Deza himself was later accused of secretly practising Judaism, a charge mainly based on the fact that he himself had Jewish blood on his mother's side. The accusation was probably political, but nevertheless damaged his standing somewhat. His position was further undermined by several open insurrections against the Inquisition, particularly against his chief lieutenant Diego Rodriguez Lucero. Lucero intensely disliked the "false converted", and in 1500 handled papers sent to Pope Julius II on the Archbishop of Granada's (Hernando de Talavera) Jewish ancestry.

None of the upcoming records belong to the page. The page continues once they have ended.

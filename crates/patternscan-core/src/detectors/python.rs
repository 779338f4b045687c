//! Python pattern detectors.

use once_cell::sync::Lazy;
use regex::Regex;

use super::common::HardcodedSecretDetector;
use super::{DetectionContext, DetectorBank};
use crate::config::DetectorConfig;
use crate::model::{CodePattern, PatternCategory, PatternType};

const PROMPT_DOC_URL: &str = "https://platform.openai.com/docs/guides/prompt-engineering";
const PYDANTIC_DOC_URL: &str = "https://docs.pydantic.dev/latest/concepts/models/";
const TOOLS_DOC_URL: &str = "https://python.langchain.com/docs/concepts/tools/";
const CACHE_DOC_URL: &str = "https://docs.python.org/3/library/functools.html#functools.lru_cache";
const EXCEPT_DOC_URL: &str = "https://peps.python.org/pep-0008/#programming-recommendations";
const DEPENDS_DOC_URL: &str = "https://fastapi.tiangolo.com/tutorial/dependencies/";

static SYSTEM_PROMPT_CONST: Lazy<Regex> = Lazy::new(|| {
    Regex::new(
        r"(?m)^[ \t]*([A-Za-z_]*(?i:system_prompt|system_message|instructions|prompt_template)[A-Za-z_0-9]*)\s*(?::\s*[\w\[\]]+\s*)?=",
    )
    .unwrap()
});

static LRU_CACHE: Lazy<Regex> = Lazy::new(|| {
    Regex::new(r"(?m)^[ \t]*@(?:functools\.)?(lru_cache|cache|cached_property)\b").unwrap()
});

static FASTAPI_DEPENDS: Lazy<Regex> =
    Lazy::new(|| Regex::new(r"\bDepends\s*\(\s*([\w.]*)").unwrap());

const TOOL_DECORATORS: &[&str] = &["tool", "function_tool", "kernel_function", "mcp.tool", "server.tool"];

pub fn bank(config: &DetectorConfig) -> DetectorBank {
    DetectorBank::new("python")
        .with_fn("Py_SystemPromptConstant", detect_system_prompt)
        .with_fn("Py_PydanticModel", detect_pydantic_model)
        .with_fn("Py_ToolDecorator", detect_tool_decorator)
        .with_fn("Py_LruCache", detect_lru_cache)
        .with_fn("Py_BareExcept", detect_bare_except)
        .with_fn("Py_FastApiDepends", detect_fastapi_depends)
        .with(HardcodedSecretDetector::named("Py_HardcodedSecret"))
        .configured(config)
}

fn detect_system_prompt(ctx: &DetectionContext<'_>) -> Vec<CodePattern> {
    if !ctx.contains_any(&["PROMPT", "prompt", "INSTRUCTIONS", "instructions", "MESSAGE", "message"]) {
        return Vec::new();
    }

    ctx.find_all(&SYSTEM_PROMPT_CONST)
        .into_iter()
        .map(|(line, cap)| {
            ctx.pattern_at_line(
                "Py_SystemPromptConstant",
                PatternType::PromptEngineering,
                PatternCategory::AiIntegration,
                line,
            )
            .with_implementation(format!("System prompt defined in '{}'", &cap[1]))
            .with_advice(
                "Keep prompts in versioned templates and test them like code",
                PROMPT_DOC_URL,
            )
            .with_confidence(0.85)
            .with_metadata("constant", &cap[1])
        })
        .collect()
}

fn detect_pydantic_model(ctx: &DetectionContext<'_>) -> Vec<CodePattern> {
    if !ctx.contains("BaseModel") {
        return Vec::new();
    }

    ctx.nodes_of_kind("class_definition")
        .into_iter()
        .filter(|class| {
            class
                .child_by_field_name("superclasses")
                .map(|s| ctx.text(&s).contains("BaseModel"))
                .unwrap_or(false)
        })
        .map(|class| {
            let name = class
                .child_by_field_name("name")
                .map(|n| ctx.text(&n))
                .unwrap_or_default();
            ctx.pattern_at_node(
                "Py_PydanticModel",
                PatternType::Validation,
                PatternCategory::Security,
                &class,
            )
            .with_implementation(format!("{} is a pydantic model", name))
            .with_advice(
                "Validate external payloads through typed models with field constraints",
                PYDANTIC_DOC_URL,
            )
            .with_confidence(0.9)
            .with_metadata("class", name)
        })
        .collect()
}

fn detect_tool_decorator(ctx: &DetectionContext<'_>) -> Vec<CodePattern> {
    if !ctx.contains_any(&["@tool", "@function_tool", "@kernel_function", ".tool"]) {
        return Vec::new();
    }

    ctx.nodes_of_kind("decorator")
        .into_iter()
        .filter_map(|decorator| {
            let text = ctx.text(&decorator).trim_start_matches('@').trim();
            let name = text.split('(').next().unwrap_or(text).trim();
            TOOL_DECORATORS.contains(&name).then_some((decorator, name))
        })
        .map(|(decorator, name)| {
            let function = decorator
                .parent()
                .and_then(|d| d.child_by_field_name("definition"))
                .and_then(|f| f.child_by_field_name("name"))
                .map(|n| ctx.text(&n))
                .unwrap_or_default();
            ctx.pattern_at_node(
                "Py_ToolDecorator",
                PatternType::ToolIntegration,
                PatternCategory::AiIntegration,
                &decorator,
            )
            .with_implementation(format!("{} exposed as a tool via @{}", function, name))
            .with_advice(
                "Document every tool with a docstring; the model reads it to choose the tool",
                TOOLS_DOC_URL,
            )
            .with_confidence(0.9)
            .with_metadata("function", function)
            .with_metadata("decorator", name)
        })
        .collect()
}

fn detect_lru_cache(ctx: &DetectionContext<'_>) -> Vec<CodePattern> {
    if !ctx.contains("cache") {
        return Vec::new();
    }

    ctx.find_all(&LRU_CACHE)
        .into_iter()
        .map(|(line, cap)| {
            ctx.pattern_at_line("Py_LruCache", PatternType::Caching, PatternCategory::Performance, line)
                .with_implementation(format!("Memoized with @{}", &cap[1]))
                .with_advice(
                    "Bound memoization caches with maxsize and avoid caching methods on instances",
                    CACHE_DOC_URL,
                )
                .with_confidence(0.8)
                .with_metadata("decorator", &cap[1])
        })
        .collect()
}

fn detect_bare_except(ctx: &DetectionContext<'_>) -> Vec<CodePattern> {
    if !ctx.contains("except") {
        return Vec::new();
    }

    ctx.nodes_of_kind("except_clause")
        .into_iter()
        .filter(|clause| {
            let text = ctx.text(clause);
            text.strip_prefix("except")
                .map(|rest| rest.trim_start().starts_with(':'))
                .unwrap_or(false)
        })
        .map(|clause| {
            ctx.pattern_at_line(
                "Py_BareExcept",
                PatternType::ErrorHandling,
                PatternCategory::Reliability,
                clause.start_position().row + 1,
            )
            .with_implementation("Bare except clause catches every exception including SystemExit")
            .with_advice("Catch specific exception types and log or re-raise", EXCEPT_DOC_URL)
            .with_confidence(0.9)
            .anti_pattern()
        })
        .collect()
}

fn detect_fastapi_depends(ctx: &DetectionContext<'_>) -> Vec<CodePattern> {
    if !ctx.contains("Depends") {
        return Vec::new();
    }

    ctx.find_all(&FASTAPI_DEPENDS)
        .into_iter()
        .map(|(line, cap)| {
            let provider = &cap[1];
            ctx.pattern_at_line(
                "Py_FastApiDepends",
                PatternType::DependencyInjection,
                PatternCategory::Architecture,
                line,
            )
            .with_implementation(if provider.is_empty() {
                "FastAPI dependency injection".to_string()
            } else {
                format!("FastAPI injects {}", provider)
            })
            .with_advice(
                "Provide shared resources through dependencies instead of module globals",
                DEPENDS_DOC_URL,
            )
            .with_confidence(0.85)
            .with_metadata("provider", provider)
        })
        .collect()
}
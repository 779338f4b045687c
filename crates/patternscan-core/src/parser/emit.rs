//! Element and relationship emission shared by the language walkers.

use crate::model::{CodeElement, ElementKind, ParseResult, Relationship, RelationshipKind};

use super::types::{split_type, TypeSystem};

/// Appends IR for one file, stamping path and context on everything.
pub struct Emitter<'a, 'r> {
    pub path: &'a str,
    pub context: &'a str,
    pub types: TypeSystem,
    pub result: &'r mut ParseResult,
}

impl<'a, 'r> Emitter<'a, 'r> {
    pub fn new(path: &'a str, context: &'a str, types: TypeSystem, result: &'r mut ParseResult) -> Self {
        Self {
            path,
            context,
            types,
            result,
        }
    }

    /// A new element for this file.
    pub fn element(&self, kind: ElementKind, name: &str, line: usize) -> CodeElement {
        CodeElement::new(kind, name, self.path, self.context).at_line(line)
    }

    /// Add `element` with the `Defines` edge from its lexical parent.
    pub fn define(&mut self, owner: &str, element: CodeElement) {
        let line = element.line_number;
        let name = element.name.clone();
        self.result.add_element(element);
        self.edge(owner, &name, RelationshipKind::Defines, line);
    }

    pub fn edge(&mut self, from: &str, to: &str, kind: RelationshipKind, line: usize) -> &mut Relationship {
        self.result
            .add_relationship(Relationship::new(from, to, kind, self.context).with_line(line));
        let last = self.result.relationships.len() - 1;
        &mut self.result.relationships[last]
    }

    /// Outer type as `kind`, generic arguments as `UsesGeneric`; built-ins
    /// are skipped. Returns the outer type name when one was emitted.
    pub fn type_edges(
        &mut self,
        from: &str,
        type_text: &str,
        kind: RelationshipKind,
        line: usize,
    ) -> Option<String> {
        let type_ref = split_type(type_text, self.types);
        if let Some(outer) = &type_ref.outer {
            self.edge(from, outer, kind, line);
        }
        for arg in &type_ref.generic_args {
            self.edge(from, arg, RelationshipKind::UsesGeneric, line);
        }
        type_ref.outer
    }

    /// Record `dependency` on the most recent element named `owner`.
    pub fn add_dependency(&mut self, owner: &str, dependency: &str) {
        if let Some(element) = self
            .result
            .elements
            .iter_mut()
            .rev()
            .find(|e| e.name == owner)
        {
            element.add_dependency(dependency);
        }
    }

    /// Qualify `name` under `parent` (`Parent.Child`); top-level names
    /// (owned by the file) stay bare.
    pub fn qualify(&self, parent: &str, name: &str) -> String {
        if parent == self.path {
            name.to_string()
        } else {
            format!("{}.{}", parent, name)
        }
    }
}
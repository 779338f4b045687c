//! Detector findings.

use std::collections::BTreeMap;

use serde::{Deserialize, Serialize};
use serde_json::Value;

/// Specific domain a pattern belongs to.
#[derive(Debug, Clone, Copy, PartialEq, Eq, Hash, PartialOrd, Ord, Serialize, Deserialize)]
#[serde(rename_all = "snake_case")]
pub enum PatternType {
    DependencyInjection,
    Security,
    Caching,
    ToolIntegration,
    PromptEngineering,
    AgentFramework,
    Validation,
    ErrorHandling,
    Resilience,
    StateManagement,
    Logging,
    Infrastructure,
    Dependencies,
}

impl std::fmt::Display for PatternType {
    fn fmt(&self, f: &mut std::fmt::Formatter<'_>) -> std::fmt::Result {
        let name = match self {
            Self::DependencyInjection => "DependencyInjection",
            Self::Security => "Security",
            Self::Caching => "Caching",
            Self::ToolIntegration => "ToolIntegration",
            Self::PromptEngineering => "PromptEngineering",
            Self::AgentFramework => "AgentFramework",
            Self::Validation => "Validation",
            Self::ErrorHandling => "ErrorHandling",
            Self::Resilience => "Resilience",
            Self::StateManagement => "StateManagement",
            Self::Logging => "Logging",
            Self::Infrastructure => "Infrastructure",
            Self::Dependencies => "Dependencies",
        };
        f.write_str(name)
    }
}

/// Broad quality attribute a pattern speaks to.
#[derive(Debug, Clone, Copy, PartialEq, Eq, Hash, PartialOrd, Ord, Serialize, Deserialize)]
#[serde(rename_all = "snake_case")]
pub enum PatternCategory {
    Architecture,
    Security,
    Performance,
    Reliability,
    Maintainability,
    AiIntegration,
    Operations,
}

/// One detector finding.
///
/// `confidence` is a fixed per-detector constant, not a calibrated score.
#[derive(Debug, Clone, PartialEq, Serialize, Deserialize)]
pub struct CodePattern {
    /// Stable detector-assigned name.
    pub name: String,
    pub pattern_type: PatternType,
    pub category: PatternCategory,

    /// Human-readable description of what was observed.
    pub implementation: String,

    pub file_path: String,

    /// 1-based line of the match.
    pub line_number: usize,

    #[serde(skip_serializing_if = "Option::is_none", default)]
    pub end_line_number: Option<usize>,

    /// Source lines around the match.
    pub content: String,

    pub best_practice: String,
    pub documentation_url: String,
    pub context: String,
    pub confidence: f32,

    /// `true` for a recommended practice, `false` for an anti-pattern.
    pub is_positive: bool,

    #[serde(default)]
    pub metadata: BTreeMap<String, Value>,
}

impl CodePattern {
    pub fn new(
        name: impl Into<String>,
        pattern_type: PatternType,
        category: PatternCategory,
        file_path: impl Into<String>,
        context: impl Into<String>,
    ) -> Self {
        Self {
            name: name.into(),
            pattern_type,
            category,
            implementation: String::new(),
            file_path: file_path.into(),
            line_number: 1,
            end_line_number: None,
            content: String::new(),
            best_practice: String::new(),
            documentation_url: String::new(),
            context: context.into(),
            confidence: 0.0,
            is_positive: true,
            metadata: BTreeMap::new(),
        }
    }

    pub fn with_implementation(mut self, implementation: impl Into<String>) -> Self {
        self.implementation = implementation.into();
        self
    }

    pub fn at_line(mut self, line: usize) -> Self {
        self.line_number = line;
        self
    }

    pub fn ending_at(mut self, line: usize) -> Self {
        self.end_line_number = Some(line);
        self
    }

    pub fn with_snippet(mut self, snippet: impl Into<String>) -> Self {
        self.content = snippet.into();
        self
    }

    pub fn with_advice(mut self, best_practice: impl Into<String>, url: impl Into<String>) -> Self {
        self.best_practice = best_practice.into();
        self.documentation_url = url.into();
        self
    }

    pub fn with_confidence(mut self, confidence: f32) -> Self {
        self.confidence = confidence.clamp(0.0, 1.0);
        self
    }

    /// Mark the finding as an anti-pattern.
    pub fn anti_pattern(mut self) -> Self {
        self.is_positive = false;
        self
    }

    pub fn with_metadata(mut self, key: impl Into<String>, value: impl Into<Value>) -> Self {
        self.metadata.insert(key.into(), value.into());
        self
    }
}
//! Parser registry: file extension to parser.

use std::collections::{BTreeSet, HashMap};
use std::path::Path;
use std::sync::Arc;

use super::arm::ArmTemplateParser;
use super::bicep::BicepParser;
use super::csharp::CSharpParser;
use super::dart::DartParser;
use super::json::JsonParser;
use super::project::ProjectFileParser;
use super::python::PythonParser;
use super::terraform::TerraformParser;
use super::traits::{PathParser, Parser};
use super::typescript::TypeScriptParser;
use super::vbnet::VbNetParser;
use crate::config::ScanConfig;

/// What handles a given extension.
#[derive(Clone)]
pub enum Dispatch {
    /// In-memory parser, with a fallback tried when it yields no elements.
    Content {
        parser: Arc<dyn Parser>,
        fallback: Option<Arc<dyn Parser>>,
    },
    /// Parser that only reads files on disk.
    Path(Arc<dyn PathParser>),
    /// No parser; kept as a single opaque file element.
    Unstructured,
}

impl Dispatch {
    pub fn parser_name(&self) -> &'static str {
        match self {
            Dispatch::Content { parser, .. } => parser.language_name(),
            Dispatch::Path(parser) => parser.language_name(),
            Dispatch::Unstructured => "unstructured",
        }
    }
}

/// Registry of language parsers.
///
/// Extensions are matched case-insensitively. Registering a second parser
/// for an extension replaces the first.
pub struct ParserRegistry {
    parsers: HashMap<String, Arc<dyn Parser>>,
    fallbacks: HashMap<String, Arc<dyn Parser>>,
    path_parsers: HashMap<String, Arc<dyn PathParser>>,
}

impl ParserRegistry {
    /// A registry with no parsers.
    pub fn empty() -> Self {
        Self {
            parsers: HashMap::new(),
            fallbacks: HashMap::new(),
            path_parsers: HashMap::new(),
        }
    }

    /// A registry with every built-in parser.
    pub fn new(config: &ScanConfig) -> Self {
        let mut registry = Self::empty();

        registry.register(Arc::new(CSharpParser::new(config)));
        registry.register(Arc::new(VbNetParser::new(config)));
        registry.register(Arc::new(TypeScriptParser::new(config)));
        registry.register(Arc::new(PythonParser::new(config)));
        registry.register(Arc::new(DartParser::new(config)));
        registry.register(Arc::new(TerraformParser::new(config)));
        registry.register(Arc::new(BicepParser::new(config)));
        // ARM templates first, anything else as generic JSON
        registry.register(Arc::new(ArmTemplateParser::new(config)));
        registry.register_fallback(Arc::new(JsonParser::new(config)));
        registry.register_path(Arc::new(ProjectFileParser::new(config)));

        registry
    }

    /// Register a parser for its supported extensions.
    pub fn register(&mut self, parser: Arc<dyn Parser>) {
        for ext in parser.supported_extensions() {
            self.path_parsers.remove(&ext.to_lowercase());
            self.parsers.insert(ext.to_lowercase(), Arc::clone(&parser));
        }
    }

    /// Register a parser tried when the primary parser for the same
    /// extension returns no elements.
    pub fn register_fallback(&mut self, parser: Arc<dyn Parser>) {
        for ext in parser.supported_extensions() {
            self.fallbacks.insert(ext.to_lowercase(), Arc::clone(&parser));
        }
    }

    /// Register a path-only parser for its supported extensions.
    pub fn register_path(&mut self, parser: Arc<dyn PathParser>) {
        for ext in parser.supported_extensions() {
            self.parsers.remove(&ext.to_lowercase());
            self.path_parsers.insert(ext.to_lowercase(), Arc::clone(&parser));
        }
    }

    /// Get a parser for the given file extension.
    pub fn parser_for_extension(&self, extension: &str) -> Option<Arc<dyn Parser>> {
        self.parsers.get(&extension.to_lowercase()).cloned()
    }

    pub fn path_parser_for_extension(&self, extension: &str) -> Option<Arc<dyn PathParser>> {
        self.path_parsers.get(&extension.to_lowercase()).cloned()
    }

    /// Decide how a file is handled, from its extension alone.
    pub fn dispatch(&self, path: &str) -> Dispatch {
        let Some(ext) = extension(path) else {
            return Dispatch::Unstructured;
        };

        if let Some(parser) = self.parsers.get(&ext) {
            return Dispatch::Content {
                parser: Arc::clone(parser),
                fallback: self.fallbacks.get(&ext).cloned(),
            };
        }
        if let Some(parser) = self.path_parsers.get(&ext) {
            return Dispatch::Path(Arc::clone(parser));
        }
        match self.fallbacks.get(&ext) {
            Some(parser) => Dispatch::Content {
                parser: Arc::clone(parser),
                fallback: None,
            },
            None => Dispatch::Unstructured,
        }
    }

    /// Check if any parser can handle the given extension.
    pub fn can_parse(&self, extension: &str) -> bool {
        let ext = extension.to_lowercase();
        self.parsers.contains_key(&ext)
            || self.path_parsers.contains_key(&ext)
            || self.fallbacks.contains_key(&ext)
    }

    /// All handled extensions, sorted.
    pub fn supported_extensions(&self) -> Vec<&str> {
        self.parsers
            .keys()
            .chain(self.path_parsers.keys())
            .chain(self.fallbacks.keys())
            .map(|s| s.as_str())
            .collect::<BTreeSet<_>>()
            .into_iter()
            .collect()
    }

    /// List all registered parsers with their extensions.
    pub fn list_parsers(&self) -> Vec<(&'static str, &[&'static str])> {
        let mut seen = BTreeSet::new();
        let mut result = Vec::new();

        for parser in self.parsers.values().chain(self.fallbacks.values()) {
            if seen.insert(parser.language_name()) {
                result.push((parser.language_name(), parser.supported_extensions()));
            }
        }
        for parser in self.path_parsers.values() {
            if seen.insert(parser.language_name()) {
                result.push((parser.language_name(), parser.supported_extensions()));
            }
        }

        result.sort_by_key(|(name, _)| *name);
        result
    }
}

impl Default for ParserRegistry {
    fn default() -> Self {
        Self::new(&ScanConfig::default())
    }
}

/// Lowercased extension of `path`.
pub fn extension(path: &str) -> Option<String> {
    Path::new(path)
        .extension()
        .and_then(|e| e.to_str())
        .map(|e| e.to_lowercase())
}

#[cfg(test)]
mod tests {
    use super::*;

    #[test]
    fn test_dispatch_table() {
        let registry = ParserRegistry::default();
        let cases = [
            ("Program.cs", "C#"),
            ("Module1.vb", "VB.NET"),
            ("app.js", "TypeScript"),
            ("App.jsx", "TypeScript"),
            ("app.ts", "TypeScript"),
            ("App.tsx", "TypeScript"),
            ("server.mjs", "TypeScript"),
            ("config.cjs", "TypeScript"),
            ("main.py", "Python"),
            ("main.dart", "Dart"),
            ("main.tf", "Terraform"),
            ("prod.tfvars", "Terraform"),
            ("main.bicep", "Bicep"),
            ("azuredeploy.json", "ARM"),
            ("Shop.sln", "MSBuild"),
            ("Shop.csproj", "MSBuild"),
            ("Shop.vbproj", "MSBuild"),
            ("Shop.fsproj", "MSBuild"),
            ("README.md", "unstructured"),
            ("Makefile", "unstructured"),
        ];
        for (path, expected) in cases {
            assert_eq!(registry.dispatch(path).parser_name(), expected, "{}", path);
        }
    }

    #[test]
    fn test_json_has_fallback() {
        let registry = ParserRegistry::default();
        match registry.dispatch("data/settings.json") {
            Dispatch::Content { parser, fallback } => {
                assert_eq!(parser.language_name(), "ARM");
                assert_eq!(fallback.map(|f| f.language_name()), Some("JSON"));
            }
            _ => panic!("json must dispatch to a content parser"),
        }
    }

    #[test]
    fn test_case_insensitive() {
        let registry = ParserRegistry::default();
        assert!(registry.can_parse("CS"));
        assert!(registry.can_parse("Tf"));
        assert!(registry.can_parse("CSPROJ"));
        assert_eq!(registry.dispatch("SRC/APP.TS").parser_name(), "TypeScript");
        assert!(!registry.can_parse("xyz"));
    }

    #[test]
    fn test_path_parsers_are_separate() {
        let registry = ParserRegistry::default();
        assert!(registry.parser_for_extension("csproj").is_none());
        assert_eq!(
            registry.path_parser_for_extension("CsProj").map(|p| p.language_name()),
            Some("MSBuild")
        );
        assert!(registry.path_parser_for_extension("cs").is_none());
        assert_eq!(registry.parser_for_extension("cs").map(|p| p.language_name()), Some("C#"));
    }

    #[test]
    fn test_supported_extensions_sorted() {
        let registry = ParserRegistry::default();
        let extensions = registry.supported_extensions();
        assert!(extensions.windows(2).all(|w| w[0] < w[1]));
        assert!(extensions.contains(&"json"));
        assert!(extensions.contains(&"sln"));
        assert_eq!(registry.list_parsers().len(), 10);
    }
}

Lucero, the Inquisitor of Córdoba, was more hated than Deza, and in late 1506, had narrowly escaped with his life when an angry mob stormed the Inquisition's base in Cordoba and freed all its prisoners. Pope Julius II seems to have had a moderating influence on Deza and Lucero's researches.

After King Ferdinand II of Aragon remarried, he decided that Deza had become a liability, and Deza was forced to resign in 1507. Hernando de Talavera would die also in 1507 without knowing the whereabouts of his process in Rome.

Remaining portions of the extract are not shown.